06/06/2026

Diretor de “Rainha Diaba” prepara cinebiografia do roqueiro Renato Russo

O diretor de "Rainha Diaba" prepara a cinebiografia do roqueiro Renato Russo.
Depois de passar 14 anos afastado do cinema, entre 1984 e 1998, o cineasta Antônio Carlos da Fontoura pode chamar 2006 de seu ano de renascimento. Além de lançar dois filmes, Gatão de Meia Idade (estréia nacional nesta sexta, 27) e No Meio da Rua (em maio), o diretor está começando o segundo tratamento do roteiro de Religião Urbana – nada menos do que a cinebiografia de Renato Russo, o líder do conjunto brasiliense Legião Urbana, falecido em 1996.

Para que conhece o trabalho do diretor nascido em 1939, cujo maior sucesso de crítica foi Rainha Diaba (1974) – premiado no Festival de Brasília e exibido na Quinzena dos Realizadores do Festival de Cannes -, pode parecer estranho, à primeira vista, esta sua incursão no mundo do rock, ainda mais de uma geração e de uma cidade diferentes da sua.

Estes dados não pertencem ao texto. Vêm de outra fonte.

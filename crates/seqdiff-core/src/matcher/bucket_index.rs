//! Element → position index over the second sequence.

use super::JunkFn;
use std::collections::{HashMap, HashSet};
use std::hash::Hash;

/// Sequences shorter than this are never subject to autojunk.
pub const AUTOJUNK_MIN_LEN: usize = 200;

/// Occurrence count above which an element of a sequence of length `len`
/// counts as popular: 1% of the length, plus one.
pub fn popularity_threshold(len: usize) -> usize {
    len / 100 + 1
}

/// Positions of every indexable element of B, plus the elements that were
/// excluded from the index as junk or as popular.
#[derive(Debug, Clone)]
pub struct BucketIndex<T> {
    b2j: HashMap<T, Vec<usize>>,
    junk: HashSet<T>,
    popular: HashSet<T>,
}

impl<T: Eq + Hash + Clone> BucketIndex<T> {
    /// Index `b`, dropping elements flagged by `isjunk` and, when `autojunk`
    /// is set and `b` is long enough, elements that occur too often.
    pub fn build(b: &[T], isjunk: Option<&JunkFn<T>>, autojunk: bool) -> Self {
        let mut b2j: HashMap<T, Vec<usize>> = HashMap::new();
        for (j, elt) in b.iter().enumerate() {
            b2j.entry(elt.clone()).or_default().push(j);
        }

        let mut junk = HashSet::new();
        if let Some(isjunk) = isjunk {
            b2j.retain(|elt, _| {
                let flagged = isjunk(elt);
                if flagged {
                    junk.insert(elt.clone());
                }
                !flagged
            });
        }

        let mut popular = HashSet::new();
        if autojunk && b.len() >= AUTOJUNK_MIN_LEN {
            let threshold = popularity_threshold(b.len());
            b2j.retain(|elt, positions| {
                let flagged = positions.len() > threshold;
                if flagged {
                    popular.insert(elt.clone());
                }
                !flagged
            });
        }

        tracing::trace!(
            b_len = b.len(),
            indexed = b2j.len(),
            junk = junk.len(),
            popular = popular.len(),
            "bucket index built"
        );

        Self { b2j, junk, popular }
    }

    /// Ascending positions of `elt` in B; empty when absent or excluded.
    pub fn positions(&self, elt: &T) -> &[usize] {
        self.b2j.get(elt).map(Vec::as_slice).unwrap_or(&[])
    }

    /// True if the caller's junk predicate flagged `elt`.
    pub fn is_junk(&self, elt: &T) -> bool {
        self.junk.contains(elt)
    }

    /// True if autojunk dropped `elt` for occurring too often.
    pub fn is_popular(&self, elt: &T) -> bool {
        self.popular.contains(elt)
    }

    pub fn junk(&self) -> &HashSet<T> {
        &self.junk
    }

    pub fn popular(&self) -> &HashSet<T> {
        &self.popular
    }
}

#[cfg(test)]
mod tests {
    use super::*;
    use std::sync::Arc;

    #[test]
    fn test_positions_are_ascending() {
        let index = BucketIndex::build(&['a', 'b', 'a', 'c', 'a'], None, true);
        assert_eq!(index.positions(&'a'), &[0, 2, 4]);
        assert_eq!(index.positions(&'c'), &[3]);
        assert!(index.positions(&'z').is_empty());
    }

    #[test]
    fn test_junk_elements_are_removed_but_queryable() {
        let isjunk: JunkFn<char> = Arc::new(|c: &char| *c == ' ');
        let index = BucketIndex::build(&['a', ' ', 'b', ' '], Some(&isjunk), true);
        assert!(index.positions(&' ').is_empty());
        assert!(index.is_junk(&' '));
        assert!(!index.is_junk(&'a'));
        assert!(!index.is_popular(&' '));
    }

    #[test]
    fn test_popularity_threshold() {
        assert_eq!(popularity_threshold(200), 3);
        assert_eq!(popularity_threshold(299), 3);
        assert_eq!(popularity_threshold(300), 4);
    }

    #[test]
    fn test_autojunk_requires_minimum_length() {
        let b: Vec<u32> = std::iter::repeat(7).take(AUTOJUNK_MIN_LEN - 1).collect();
        let index = BucketIndex::build(&b, None, true);
        assert!(!index.is_popular(&7));
        assert_eq!(index.positions(&7).len(), AUTOJUNK_MIN_LEN - 1);
    }

    #[test]
    fn test_autojunk_drops_elements_above_threshold_only() {
        // 300 elements: threshold is 4. Element 1 occurs 4 times, element 2 five times.
        let mut b: Vec<u32> = (100..391).collect();
        b.extend([1, 1, 1, 1, 2, 2, 2, 2, 2]);
        assert_eq!(b.len(), 300);

        let index = BucketIndex::build(&b, None, true);
        assert!(!index.is_popular(&1));
        assert_eq!(index.positions(&1).len(), 4);
        assert!(index.is_popular(&2));
        assert!(index.positions(&2).is_empty());
    }

    #[test]
    fn test_autojunk_disabled_keeps_everything() {
        let b: Vec<u32> = std::iter::repeat(7).take(500).collect();
        let index = BucketIndex::build(&b, None, false);
        assert!(index.popular().is_empty());
        assert_eq!(index.positions(&7).len(), 500);
    }
}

Nascido em São Paulo, Fontoura é radicado no Rio há décadas.

É o próprio Fontoura, em entrevista exclusiva no Hotel Caesar Business, em São Paulo, quem conta a feliz coincidência que o introduziu no projeto: “Fiz dez anos de terapia com o Luiz Fernando Borges, que é o melhor amigo do Renato Russo e obteve da família os direitos para filmar a história dele no cinema. Ele procurava um diretor e me convidou”.

Borges será o diretor-assistente e o co-roteirista da história, que, diferentemente de Cazuza – O Tempo Não Pára, de Sandra Werneck e Walter Carvalho, vai se limitar à juventude do protagonista antes da fama. “O filme acaba quando o Renato cria o Legião Urbana”, garante o cineasta. Tanto Fontoura quanto Borges acreditam que está nessa fase, em que o personagem luta para afirmar-se no mundo da música e caminha para tornar-se um ídolo, “o material dramaticamente mais interessante para sustentar o filme”. Por causa dessa escolha, ficarão de fora informações pouco conhecidas sobre Russo. “Ele ia tornar-se cineasta quando morreu”, garante Fontoura.

Consciente da devoção quase religiosa da enorme platéia de fãs do roqueiro, Fontoura diz que não teme as cobranças e polêmicas que poderão surgir. “Acho que tenho ao meu lado a pessoa que melhor conhecia o Renato, que é o Borges”, afirma. Fora isso, deixa bem claro que este é “um projeto de ficção, não um documentário”.

Quanto às datas, ele espera começar as filmagens em 2007. No momento, Fontoura está finalizando o contato com possíveis distribuidores para o filme, que ainda não tem nem orçamento nem elenco definidos.